[Opening EXTRACTED ENTRIES section]

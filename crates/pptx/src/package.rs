//! Access to the parts of an unpacked presentation package.

use crate::xml::XmlNode;
use pptmd_core::{Error, Result};
use std::fs::{self, File};
use std::io::{self, BufReader, Read, Seek};
use std::path::{Path, PathBuf};
use tempfile::TempDir;
use zip::ZipArchive;

/// An unpacked package: a root directory plus the relative paths of its files.
///
/// A package created by [`Package::extract`] owns its temporary directory,
/// which is removed when the package is dropped.
#[derive(Debug)]
pub struct Package {
    root: PathBuf,
    files: Vec<String>,
    _temp: Option<TempDir>,
}

impl Package {
    /// Wrap a directory that was already extracted elsewhere.
    pub fn from_dir(root: impl Into<PathBuf>, files: Vec<String>) -> Self {
        Self {
            root: root.into(),
            files,
            _temp: None,
        }
    }

    /// Wrap an extracted directory, listing its files.
    pub fn scan_dir(root: impl Into<PathBuf>) -> Result<Self> {
        let root = root.into();
        let mut files = Vec::new();
        collect_files(&root, &root, &mut files)?;
        files.sort();
        Ok(Self::from_dir(root, files))
    }

    /// Open and extract a `.pptx` file.
    pub fn open(path: impl AsRef<Path>) -> Result<Self> {
        let file = File::open(path.as_ref())?;
        Self::extract(BufReader::new(file))
    }

    /// Extract a ZIP package into a temporary directory.
    pub fn extract<R: Read + Seek>(reader: R) -> Result<Self> {
        let mut archive = ZipArchive::new(reader)
            .map_err(|e| Error::ZipError(format!("Failed to open ZIP: {}", e)))?;
        let temp = TempDir::new()?;
        let mut files = Vec::new();

        for index in 0..archive.len() {
            let mut entry = archive
                .by_index(index)
                .map_err(|e| Error::ZipError(format!("Failed to read entry {}: {}", index, e)))?;

            let name = entry.name().to_string();
            let relative = entry
                .enclosed_name()
                .map(Path::to_path_buf)
                .ok_or_else(|| Error::CorruptedFile(format!("unsafe entry path '{}'", name)))?;
            let target = temp.path().join(&relative);

            if entry.is_dir() {
                fs::create_dir_all(&target)?;
                continue;
            }
            if let Some(parent) = target.parent() {
                fs::create_dir_all(parent)?;
            }

            let mut out = File::create(&target)?;
            io::copy(&mut entry, &mut out)?;
            files.push(name);
        }

        log::debug!("Extracted {} files to {}", files.len(), temp.path().display());

        Ok(Self {
            root: temp.path().to_path_buf(),
            files,
            _temp: Some(temp),
        })
    }

    pub fn root(&self) -> &Path {
        &self.root
    }

    /// Relative paths of every file in the package.
    pub fn files(&self) -> &[String] {
        &self.files
    }

    /// Read a part as text. A missing part is `Ok(None)`.
    pub fn read_part(&self, part: &str) -> Result<Option<String>> {
        match fs::read_to_string(self.root.join(part)) {
            Ok(content) => Ok(Some(content)),
            Err(e) if e.kind() == io::ErrorKind::NotFound => Ok(None),
            Err(e) => Err(e.into()),
        }
    }

    /// Read and parse a part. A missing part is `Ok(None)`.
    pub fn parse_part(&self, part: &str) -> Result<Option<XmlNode>> {
        match self.read_part(part)? {
            Some(content) => XmlNode::parse(part, &content).map(Some),
            None => Ok(None),
        }
    }
}

/// Recursively list files under `dir` as `/`-separated paths relative to `root`.
fn collect_files(root: &Path, dir: &Path, files: &mut Vec<String>) -> Result<()> {
    for entry in fs::read_dir(dir)? {
        let path = entry?.path();
        if path.is_dir() {
            collect_files(root, &path, files)?;
        } else if let Ok(relative) = path.strip_prefix(root) {
            let parts: Vec<String> = relative
                .components()
                .map(|c| c.as_os_str().to_string_lossy().to_string())
                .collect();
            files.push(parts.join("/"));
        }
    }
    Ok(())
}
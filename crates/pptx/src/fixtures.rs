//! Builders for small on-disk packages used by tests.

use crate::package::Package;
use std::fs;
use tempfile::TempDir;

const NS: &str = r#"xmlns:a="http://schemas.openxmlformats.org/drawingml/2006/main" xmlns:r="http://schemas.openxmlformats.org/officeDocument/2006/relationships" xmlns:p="http://schemas.openxmlformats.org/presentationml/2006/main""#;

/// A package written to a temporary directory.
pub struct TestPackage {
    dir: TempDir,
    files: Vec<String>,
}

impl TestPackage {
    pub fn new() -> Self {
        Self {
            dir: TempDir::new().unwrap(),
            files: Vec::new(),
        }
    }

    pub fn file(mut self, path: &str, content: &str) -> Self {
        let target = self.dir.path().join(path);
        fs::create_dir_all(target.parent().unwrap()).unwrap();
        fs::write(target, content).unwrap();
        self.files.push(path.to_string());
        self
    }

    /// Record a path in the listing without writing it.
    pub fn listed_only(mut self, path: &str) -> Self {
        self.files.push(path.to_string());
        self
    }

    pub fn package(&self) -> Package {
        Package::from_dir(self.dir.path(), self.files.clone())
    }
}

/// A slide part whose shape tree holds the given shapes.
pub fn slide(shapes: &[String]) -> String {
    format!(
        r#"<?xml version="1.0" encoding="UTF-8" standalone="yes"?>
<p:sld {}><p:cSld><p:spTree><p:nvGrpSpPr><p:cNvPr id="1" name=""/><p:cNvGrpSpPr/><p:nvPr/></p:nvGrpSpPr>{}</p:spTree></p:cSld></p:sld>"#,
        NS,
        shapes.concat()
    )
}

/// A notes part whose shape tree holds the given shapes.
pub fn notes(shapes: &[String]) -> String {
    format!(
        r#"<?xml version="1.0" encoding="UTF-8" standalone="yes"?>
<p:notes {}><p:cSld><p:spTree>{}</p:spTree></p:cSld></p:notes>"#,
        NS,
        shapes.concat()
    )
}

/// A shape with an optional placeholder type and the given paragraphs.
pub fn shape(placeholder: Option<&str>, paragraphs: &[String]) -> String {
    let nv_pr = match placeholder {
        Some(kind) => format!(r#"<p:nvPr><p:ph type="{}"/></p:nvPr>"#, kind),
        None => "<p:nvPr/>".to_string(),
    };
    format!(
        r#"<p:sp><p:nvSpPr><p:cNvPr id="2" name="Shape"/><p:cNvSpPr/>{}</p:nvSpPr><p:spPr/><p:txBody><a:bodyPr/>{}</p:txBody></p:sp>"#,
        nv_pr,
        paragraphs.concat()
    )
}

/// A plain paragraph with one run per text.
pub fn paragraph(runs: &[&str]) -> String {
    let runs: String = runs
        .iter()
        .map(|text| format!("<a:r><a:rPr lang=\"en-US\"/><a:t>{}</a:t></a:r>", text))
        .collect();
    format!("<a:p>{}</a:p>", runs)
}

/// A bulleted paragraph.
pub fn bullet(level: usize, marker: &str, text: &str) -> String {
    format!(
        r#"<a:p><a:pPr lvl="{}"><a:buChar char="{}"/></a:pPr><a:r><a:t>{}</a:t></a:r></a:p>"#,
        level, marker, text
    )
}

/// A picture shape embedding the given relationship id.
pub fn picture(embed: &str) -> String {
    format!(
        r#"<p:pic><p:nvPicPr><p:cNvPr id="4" name="Picture"/><p:cNvPicPr/><p:nvPr/></p:nvPicPr><p:blipFill><a:blip r:embed="{}"/><a:stretch><a:fillRect/></a:stretch></p:blipFill><p:spPr/></p:pic>"#,
        embed
    )
}

/// A relationship part mapping ids to targets.
pub fn rels(entries: &[(&str, &str)]) -> String {
    let body: String = entries
        .iter()
        .map(|(id, target)| {
            format!(
                r#"<Relationship Id="{}" Type="http://schemas.openxmlformats.org/officeDocument/2006/relationships/image" Target="{}"/>"#,
                id, target
            )
        })
        .collect();
    format!(
        r#"<?xml version="1.0" encoding="UTF-8" standalone="yes"?>
<Relationships xmlns="http://schemas.openxmlformats.org/package/2006/relationships">{}</Relationships>"#,
        body
    )
}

[Closing EXTRACTED ENTRIES section]

EXERCISE | Across all the entries, count the lines that contain the word "paragraphs" and give the number by itself.

SOLUTION FOR THIS PROBLEM | 3